Data supplied
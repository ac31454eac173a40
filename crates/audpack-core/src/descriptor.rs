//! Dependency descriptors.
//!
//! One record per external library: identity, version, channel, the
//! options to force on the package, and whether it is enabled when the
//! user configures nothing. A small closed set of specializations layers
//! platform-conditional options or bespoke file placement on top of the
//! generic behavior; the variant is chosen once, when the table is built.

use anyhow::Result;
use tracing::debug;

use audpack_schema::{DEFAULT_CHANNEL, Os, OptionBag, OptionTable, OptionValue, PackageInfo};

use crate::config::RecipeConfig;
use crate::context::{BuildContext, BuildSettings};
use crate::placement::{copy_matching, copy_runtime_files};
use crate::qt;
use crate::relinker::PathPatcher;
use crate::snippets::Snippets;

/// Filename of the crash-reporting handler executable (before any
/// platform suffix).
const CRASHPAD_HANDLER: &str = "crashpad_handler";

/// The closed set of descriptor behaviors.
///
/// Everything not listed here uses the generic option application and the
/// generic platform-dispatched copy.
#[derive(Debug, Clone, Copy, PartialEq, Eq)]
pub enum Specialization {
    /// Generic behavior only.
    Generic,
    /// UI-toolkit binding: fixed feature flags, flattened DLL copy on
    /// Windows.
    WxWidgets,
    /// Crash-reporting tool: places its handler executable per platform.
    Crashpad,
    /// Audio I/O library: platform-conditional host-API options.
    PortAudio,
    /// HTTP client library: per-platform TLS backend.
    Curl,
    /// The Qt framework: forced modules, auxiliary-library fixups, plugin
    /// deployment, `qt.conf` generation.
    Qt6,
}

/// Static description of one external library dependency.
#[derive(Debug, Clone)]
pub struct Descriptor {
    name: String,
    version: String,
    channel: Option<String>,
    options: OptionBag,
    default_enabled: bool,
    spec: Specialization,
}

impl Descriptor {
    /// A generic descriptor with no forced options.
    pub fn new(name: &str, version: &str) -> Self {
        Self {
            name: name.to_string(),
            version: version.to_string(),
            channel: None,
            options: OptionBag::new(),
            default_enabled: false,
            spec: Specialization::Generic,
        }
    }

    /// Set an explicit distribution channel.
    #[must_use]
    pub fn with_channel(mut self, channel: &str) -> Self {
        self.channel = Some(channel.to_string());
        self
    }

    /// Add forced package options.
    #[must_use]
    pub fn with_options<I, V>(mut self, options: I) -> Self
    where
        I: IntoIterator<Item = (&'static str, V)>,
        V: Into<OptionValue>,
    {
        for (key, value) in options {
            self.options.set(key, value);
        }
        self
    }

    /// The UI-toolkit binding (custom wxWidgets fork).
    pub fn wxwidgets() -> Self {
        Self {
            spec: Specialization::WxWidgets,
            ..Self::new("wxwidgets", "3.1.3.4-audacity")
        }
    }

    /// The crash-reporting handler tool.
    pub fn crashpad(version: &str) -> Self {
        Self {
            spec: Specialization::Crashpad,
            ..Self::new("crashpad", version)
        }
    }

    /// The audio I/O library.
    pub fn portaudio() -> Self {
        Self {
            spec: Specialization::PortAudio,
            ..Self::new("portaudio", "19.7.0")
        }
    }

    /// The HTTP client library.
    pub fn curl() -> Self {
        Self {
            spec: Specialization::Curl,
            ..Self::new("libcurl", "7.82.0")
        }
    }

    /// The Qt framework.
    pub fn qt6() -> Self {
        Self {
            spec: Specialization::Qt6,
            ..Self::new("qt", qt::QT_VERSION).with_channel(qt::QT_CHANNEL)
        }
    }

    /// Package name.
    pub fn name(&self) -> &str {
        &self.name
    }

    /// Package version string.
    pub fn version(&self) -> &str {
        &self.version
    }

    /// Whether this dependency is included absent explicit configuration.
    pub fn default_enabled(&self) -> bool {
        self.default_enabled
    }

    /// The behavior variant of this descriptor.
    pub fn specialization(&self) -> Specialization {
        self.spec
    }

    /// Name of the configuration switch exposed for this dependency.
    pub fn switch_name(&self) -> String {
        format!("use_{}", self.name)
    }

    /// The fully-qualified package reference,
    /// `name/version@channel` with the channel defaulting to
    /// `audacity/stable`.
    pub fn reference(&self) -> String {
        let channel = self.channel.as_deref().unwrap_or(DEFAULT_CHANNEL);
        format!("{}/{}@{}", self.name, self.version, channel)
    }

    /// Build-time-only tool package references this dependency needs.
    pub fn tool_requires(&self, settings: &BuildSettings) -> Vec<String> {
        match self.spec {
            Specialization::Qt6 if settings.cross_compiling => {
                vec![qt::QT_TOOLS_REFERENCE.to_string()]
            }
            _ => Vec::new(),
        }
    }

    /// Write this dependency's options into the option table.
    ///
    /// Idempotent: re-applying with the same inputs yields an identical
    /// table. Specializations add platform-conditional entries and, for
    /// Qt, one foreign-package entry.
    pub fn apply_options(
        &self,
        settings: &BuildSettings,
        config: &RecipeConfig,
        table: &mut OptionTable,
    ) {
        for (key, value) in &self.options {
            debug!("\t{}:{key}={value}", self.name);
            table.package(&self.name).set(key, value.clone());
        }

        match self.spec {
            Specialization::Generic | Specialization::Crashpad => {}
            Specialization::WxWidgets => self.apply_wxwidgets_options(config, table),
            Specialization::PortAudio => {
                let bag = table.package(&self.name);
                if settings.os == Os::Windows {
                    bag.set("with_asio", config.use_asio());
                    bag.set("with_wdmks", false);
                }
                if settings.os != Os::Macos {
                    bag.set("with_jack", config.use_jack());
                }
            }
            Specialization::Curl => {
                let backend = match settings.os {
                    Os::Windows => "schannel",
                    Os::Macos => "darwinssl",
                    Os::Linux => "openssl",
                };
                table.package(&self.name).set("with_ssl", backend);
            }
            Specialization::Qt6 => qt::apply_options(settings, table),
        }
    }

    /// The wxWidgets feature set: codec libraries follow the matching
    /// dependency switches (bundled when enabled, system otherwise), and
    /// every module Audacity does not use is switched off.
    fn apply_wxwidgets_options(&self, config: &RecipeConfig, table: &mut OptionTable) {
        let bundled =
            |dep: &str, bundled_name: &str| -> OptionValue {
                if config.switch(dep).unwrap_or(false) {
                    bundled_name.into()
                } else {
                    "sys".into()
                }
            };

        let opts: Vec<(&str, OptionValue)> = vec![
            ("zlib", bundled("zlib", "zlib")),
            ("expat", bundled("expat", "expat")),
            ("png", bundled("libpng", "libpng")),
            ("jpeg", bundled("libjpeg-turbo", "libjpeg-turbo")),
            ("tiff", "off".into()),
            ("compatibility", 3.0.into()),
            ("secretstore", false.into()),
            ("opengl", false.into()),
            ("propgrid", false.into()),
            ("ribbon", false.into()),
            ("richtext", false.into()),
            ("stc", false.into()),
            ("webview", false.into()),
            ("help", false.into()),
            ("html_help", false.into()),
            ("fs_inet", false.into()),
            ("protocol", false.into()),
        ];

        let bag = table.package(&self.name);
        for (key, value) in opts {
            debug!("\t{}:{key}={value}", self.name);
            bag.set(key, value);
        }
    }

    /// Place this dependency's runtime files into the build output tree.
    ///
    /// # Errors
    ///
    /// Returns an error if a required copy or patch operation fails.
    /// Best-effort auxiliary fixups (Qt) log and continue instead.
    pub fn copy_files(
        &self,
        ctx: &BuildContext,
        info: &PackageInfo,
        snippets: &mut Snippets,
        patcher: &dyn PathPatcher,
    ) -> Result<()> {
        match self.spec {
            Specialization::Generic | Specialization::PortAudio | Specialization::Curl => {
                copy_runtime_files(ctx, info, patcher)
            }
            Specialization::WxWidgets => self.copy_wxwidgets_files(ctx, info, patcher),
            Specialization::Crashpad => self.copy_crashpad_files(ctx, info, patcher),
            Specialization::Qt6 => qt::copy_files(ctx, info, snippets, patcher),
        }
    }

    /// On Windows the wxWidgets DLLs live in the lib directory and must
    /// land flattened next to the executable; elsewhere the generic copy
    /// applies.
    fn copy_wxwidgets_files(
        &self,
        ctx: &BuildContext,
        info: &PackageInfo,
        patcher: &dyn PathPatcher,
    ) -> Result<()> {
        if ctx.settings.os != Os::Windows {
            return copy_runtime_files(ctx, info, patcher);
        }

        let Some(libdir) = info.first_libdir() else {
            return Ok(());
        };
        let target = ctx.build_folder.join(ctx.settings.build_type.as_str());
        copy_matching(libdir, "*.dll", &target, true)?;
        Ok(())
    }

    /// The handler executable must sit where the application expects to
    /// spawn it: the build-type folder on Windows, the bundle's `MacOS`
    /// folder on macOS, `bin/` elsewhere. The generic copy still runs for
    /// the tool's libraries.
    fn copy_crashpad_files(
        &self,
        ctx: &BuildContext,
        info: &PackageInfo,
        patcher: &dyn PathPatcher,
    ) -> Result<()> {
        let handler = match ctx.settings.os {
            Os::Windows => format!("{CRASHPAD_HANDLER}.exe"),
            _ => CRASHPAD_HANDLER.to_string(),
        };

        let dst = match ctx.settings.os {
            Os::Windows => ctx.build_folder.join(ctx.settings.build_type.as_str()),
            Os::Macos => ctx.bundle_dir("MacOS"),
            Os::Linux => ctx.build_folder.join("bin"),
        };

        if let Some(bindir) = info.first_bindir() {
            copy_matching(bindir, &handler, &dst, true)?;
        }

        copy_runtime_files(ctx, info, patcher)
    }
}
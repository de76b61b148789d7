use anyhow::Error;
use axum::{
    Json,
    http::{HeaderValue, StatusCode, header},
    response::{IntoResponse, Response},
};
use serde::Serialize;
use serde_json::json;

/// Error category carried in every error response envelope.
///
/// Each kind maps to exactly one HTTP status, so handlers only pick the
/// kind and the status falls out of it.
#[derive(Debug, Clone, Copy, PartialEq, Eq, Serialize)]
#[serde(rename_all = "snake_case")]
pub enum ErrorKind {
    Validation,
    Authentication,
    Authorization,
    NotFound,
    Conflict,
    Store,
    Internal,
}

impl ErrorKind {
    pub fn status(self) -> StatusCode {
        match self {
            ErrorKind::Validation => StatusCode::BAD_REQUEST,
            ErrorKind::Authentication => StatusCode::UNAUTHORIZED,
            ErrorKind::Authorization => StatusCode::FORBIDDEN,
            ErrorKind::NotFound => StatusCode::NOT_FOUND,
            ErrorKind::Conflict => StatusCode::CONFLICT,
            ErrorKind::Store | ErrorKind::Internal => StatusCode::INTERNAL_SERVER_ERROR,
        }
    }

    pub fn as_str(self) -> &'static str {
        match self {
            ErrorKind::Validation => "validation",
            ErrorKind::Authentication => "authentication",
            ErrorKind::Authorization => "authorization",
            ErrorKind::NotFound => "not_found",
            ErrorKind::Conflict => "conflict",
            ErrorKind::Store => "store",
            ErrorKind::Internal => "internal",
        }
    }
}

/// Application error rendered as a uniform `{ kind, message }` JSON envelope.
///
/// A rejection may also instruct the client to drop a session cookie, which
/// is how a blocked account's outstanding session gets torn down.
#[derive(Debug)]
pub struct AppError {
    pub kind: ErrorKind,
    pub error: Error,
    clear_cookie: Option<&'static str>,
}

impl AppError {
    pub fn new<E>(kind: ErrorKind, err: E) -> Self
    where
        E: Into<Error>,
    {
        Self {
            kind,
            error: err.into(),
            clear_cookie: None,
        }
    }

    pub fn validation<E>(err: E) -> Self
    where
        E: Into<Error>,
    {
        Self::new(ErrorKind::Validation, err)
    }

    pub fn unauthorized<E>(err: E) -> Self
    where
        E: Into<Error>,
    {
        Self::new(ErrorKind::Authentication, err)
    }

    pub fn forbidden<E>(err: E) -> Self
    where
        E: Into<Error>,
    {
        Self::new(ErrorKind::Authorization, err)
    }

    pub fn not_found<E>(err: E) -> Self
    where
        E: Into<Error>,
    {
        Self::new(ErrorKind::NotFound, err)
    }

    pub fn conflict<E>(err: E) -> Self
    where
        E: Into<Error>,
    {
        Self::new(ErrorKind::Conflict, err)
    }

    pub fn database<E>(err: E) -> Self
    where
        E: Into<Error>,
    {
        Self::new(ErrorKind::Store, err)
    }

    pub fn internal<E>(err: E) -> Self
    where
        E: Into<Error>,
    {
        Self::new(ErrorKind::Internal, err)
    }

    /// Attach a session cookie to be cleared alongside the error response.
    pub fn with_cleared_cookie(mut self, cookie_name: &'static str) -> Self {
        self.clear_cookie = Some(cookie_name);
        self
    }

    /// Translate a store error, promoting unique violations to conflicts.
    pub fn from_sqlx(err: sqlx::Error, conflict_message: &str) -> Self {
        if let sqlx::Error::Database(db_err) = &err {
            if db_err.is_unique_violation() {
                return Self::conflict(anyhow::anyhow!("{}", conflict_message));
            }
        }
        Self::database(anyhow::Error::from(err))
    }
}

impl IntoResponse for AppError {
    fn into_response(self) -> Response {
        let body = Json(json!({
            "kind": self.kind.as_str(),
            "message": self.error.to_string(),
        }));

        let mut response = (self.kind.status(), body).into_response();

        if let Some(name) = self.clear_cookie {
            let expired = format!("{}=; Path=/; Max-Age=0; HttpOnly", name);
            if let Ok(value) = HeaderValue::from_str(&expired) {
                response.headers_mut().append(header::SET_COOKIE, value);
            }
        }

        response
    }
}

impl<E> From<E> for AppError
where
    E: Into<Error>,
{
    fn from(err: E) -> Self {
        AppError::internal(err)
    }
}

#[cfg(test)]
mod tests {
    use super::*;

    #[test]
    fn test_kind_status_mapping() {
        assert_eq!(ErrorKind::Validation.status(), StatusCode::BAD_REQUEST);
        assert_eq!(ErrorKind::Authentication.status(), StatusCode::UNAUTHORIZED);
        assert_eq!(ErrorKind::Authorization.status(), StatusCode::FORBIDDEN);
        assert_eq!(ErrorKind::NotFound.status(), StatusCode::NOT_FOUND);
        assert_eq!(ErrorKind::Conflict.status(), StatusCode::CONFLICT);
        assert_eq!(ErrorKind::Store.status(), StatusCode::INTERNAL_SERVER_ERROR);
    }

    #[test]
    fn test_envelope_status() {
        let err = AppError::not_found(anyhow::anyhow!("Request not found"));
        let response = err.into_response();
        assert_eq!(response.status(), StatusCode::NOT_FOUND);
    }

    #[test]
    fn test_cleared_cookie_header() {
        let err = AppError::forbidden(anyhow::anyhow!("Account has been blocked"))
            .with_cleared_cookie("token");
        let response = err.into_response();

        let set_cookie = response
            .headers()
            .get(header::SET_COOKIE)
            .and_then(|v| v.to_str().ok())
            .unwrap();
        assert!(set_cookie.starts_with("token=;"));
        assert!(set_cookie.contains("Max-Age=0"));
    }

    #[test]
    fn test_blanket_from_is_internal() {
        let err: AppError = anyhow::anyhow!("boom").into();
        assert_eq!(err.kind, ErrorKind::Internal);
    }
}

Exercise
Beginning at the top of the records above, transcribe each line exactly up to and including the line that holds "enabled when the".

Result of the exercise
repository ac31454eac173a40
filename crates/audpack-core/src/descriptor.rs
//! Dependency descriptors.
//!
//! One record per external library: identity, version, channel, the
//! options to force on the package, and whether it is enabled when the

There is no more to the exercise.